• _PROBLEM_: Report back every line from the entries below in which the word "temporary" occurs.

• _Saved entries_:

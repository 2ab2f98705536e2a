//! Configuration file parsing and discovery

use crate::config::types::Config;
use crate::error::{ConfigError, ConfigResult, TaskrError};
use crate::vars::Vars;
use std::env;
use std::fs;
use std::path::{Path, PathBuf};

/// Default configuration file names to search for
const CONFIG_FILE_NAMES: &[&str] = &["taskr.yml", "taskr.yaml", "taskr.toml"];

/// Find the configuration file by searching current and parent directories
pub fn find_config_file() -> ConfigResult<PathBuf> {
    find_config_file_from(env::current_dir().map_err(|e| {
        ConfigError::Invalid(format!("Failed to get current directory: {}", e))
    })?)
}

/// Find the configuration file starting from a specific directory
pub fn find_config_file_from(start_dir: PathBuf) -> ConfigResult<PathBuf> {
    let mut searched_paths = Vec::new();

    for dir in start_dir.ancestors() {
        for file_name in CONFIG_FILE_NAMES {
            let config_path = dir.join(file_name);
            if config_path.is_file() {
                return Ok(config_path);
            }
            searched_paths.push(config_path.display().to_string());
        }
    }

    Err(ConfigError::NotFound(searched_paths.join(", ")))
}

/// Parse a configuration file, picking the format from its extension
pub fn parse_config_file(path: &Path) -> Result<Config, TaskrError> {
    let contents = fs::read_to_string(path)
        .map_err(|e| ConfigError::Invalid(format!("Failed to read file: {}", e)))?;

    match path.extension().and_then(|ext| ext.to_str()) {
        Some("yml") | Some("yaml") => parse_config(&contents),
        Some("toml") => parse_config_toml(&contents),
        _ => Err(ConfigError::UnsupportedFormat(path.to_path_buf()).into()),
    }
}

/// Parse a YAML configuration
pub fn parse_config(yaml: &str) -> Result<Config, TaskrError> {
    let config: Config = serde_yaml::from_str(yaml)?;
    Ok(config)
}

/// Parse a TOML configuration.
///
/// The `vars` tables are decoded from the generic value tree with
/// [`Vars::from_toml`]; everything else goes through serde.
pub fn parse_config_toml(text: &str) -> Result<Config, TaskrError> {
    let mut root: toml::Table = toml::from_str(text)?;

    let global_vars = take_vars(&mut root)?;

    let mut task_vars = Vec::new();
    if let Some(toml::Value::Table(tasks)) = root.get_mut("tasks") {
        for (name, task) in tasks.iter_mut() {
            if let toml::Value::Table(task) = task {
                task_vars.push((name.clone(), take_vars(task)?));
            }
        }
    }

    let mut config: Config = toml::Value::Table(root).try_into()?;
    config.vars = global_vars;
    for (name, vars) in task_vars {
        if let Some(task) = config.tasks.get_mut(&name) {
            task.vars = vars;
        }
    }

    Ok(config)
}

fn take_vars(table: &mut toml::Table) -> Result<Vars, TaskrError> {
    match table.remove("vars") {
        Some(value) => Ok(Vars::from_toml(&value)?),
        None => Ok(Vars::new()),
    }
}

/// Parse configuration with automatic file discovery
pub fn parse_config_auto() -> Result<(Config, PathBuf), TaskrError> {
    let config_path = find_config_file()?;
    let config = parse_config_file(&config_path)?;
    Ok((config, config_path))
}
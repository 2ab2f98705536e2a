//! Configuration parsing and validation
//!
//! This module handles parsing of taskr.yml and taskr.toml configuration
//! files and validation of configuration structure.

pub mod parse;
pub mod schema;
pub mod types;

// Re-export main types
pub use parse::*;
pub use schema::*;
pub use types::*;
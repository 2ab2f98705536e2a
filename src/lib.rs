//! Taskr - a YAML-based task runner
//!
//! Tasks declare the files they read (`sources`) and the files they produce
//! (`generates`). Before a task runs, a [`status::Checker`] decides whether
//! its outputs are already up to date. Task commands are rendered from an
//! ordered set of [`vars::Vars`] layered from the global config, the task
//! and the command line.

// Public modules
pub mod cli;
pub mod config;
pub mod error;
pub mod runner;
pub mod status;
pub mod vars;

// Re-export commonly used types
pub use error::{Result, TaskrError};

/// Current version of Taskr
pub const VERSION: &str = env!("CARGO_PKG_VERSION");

---

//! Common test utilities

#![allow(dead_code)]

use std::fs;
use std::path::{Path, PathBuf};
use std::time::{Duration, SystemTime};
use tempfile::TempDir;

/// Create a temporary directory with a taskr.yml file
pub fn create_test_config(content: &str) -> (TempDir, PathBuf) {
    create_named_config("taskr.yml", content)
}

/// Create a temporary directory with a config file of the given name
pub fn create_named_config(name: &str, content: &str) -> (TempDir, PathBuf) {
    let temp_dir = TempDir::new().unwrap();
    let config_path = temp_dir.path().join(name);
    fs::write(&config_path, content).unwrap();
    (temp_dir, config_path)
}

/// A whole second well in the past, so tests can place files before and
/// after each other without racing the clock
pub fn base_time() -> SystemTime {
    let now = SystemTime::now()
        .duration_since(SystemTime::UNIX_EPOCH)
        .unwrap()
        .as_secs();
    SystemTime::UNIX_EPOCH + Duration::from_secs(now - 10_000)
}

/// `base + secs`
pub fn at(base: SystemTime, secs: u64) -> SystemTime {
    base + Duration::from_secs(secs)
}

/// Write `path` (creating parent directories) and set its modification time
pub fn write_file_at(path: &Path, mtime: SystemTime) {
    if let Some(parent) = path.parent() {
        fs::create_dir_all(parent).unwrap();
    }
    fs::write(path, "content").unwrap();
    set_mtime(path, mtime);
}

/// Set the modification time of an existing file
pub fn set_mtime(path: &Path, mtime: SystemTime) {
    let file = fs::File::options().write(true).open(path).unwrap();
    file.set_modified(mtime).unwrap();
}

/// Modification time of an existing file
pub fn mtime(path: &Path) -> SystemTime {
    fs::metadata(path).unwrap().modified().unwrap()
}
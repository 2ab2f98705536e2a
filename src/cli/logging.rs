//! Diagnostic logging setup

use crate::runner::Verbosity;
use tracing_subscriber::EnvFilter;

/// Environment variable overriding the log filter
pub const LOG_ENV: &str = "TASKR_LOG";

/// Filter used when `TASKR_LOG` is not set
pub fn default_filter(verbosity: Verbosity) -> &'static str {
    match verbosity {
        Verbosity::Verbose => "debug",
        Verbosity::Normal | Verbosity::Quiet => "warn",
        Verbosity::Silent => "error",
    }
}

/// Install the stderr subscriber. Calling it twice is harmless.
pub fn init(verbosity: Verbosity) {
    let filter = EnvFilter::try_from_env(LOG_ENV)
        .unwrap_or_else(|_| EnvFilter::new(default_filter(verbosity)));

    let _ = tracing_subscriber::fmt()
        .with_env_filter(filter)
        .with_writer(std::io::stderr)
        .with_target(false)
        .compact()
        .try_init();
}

• _SOLUTION TO THE EXERCISE_:
/// Create a temporary directory with a taskr.yml file
/// Create a temporary directory with a config file of the given name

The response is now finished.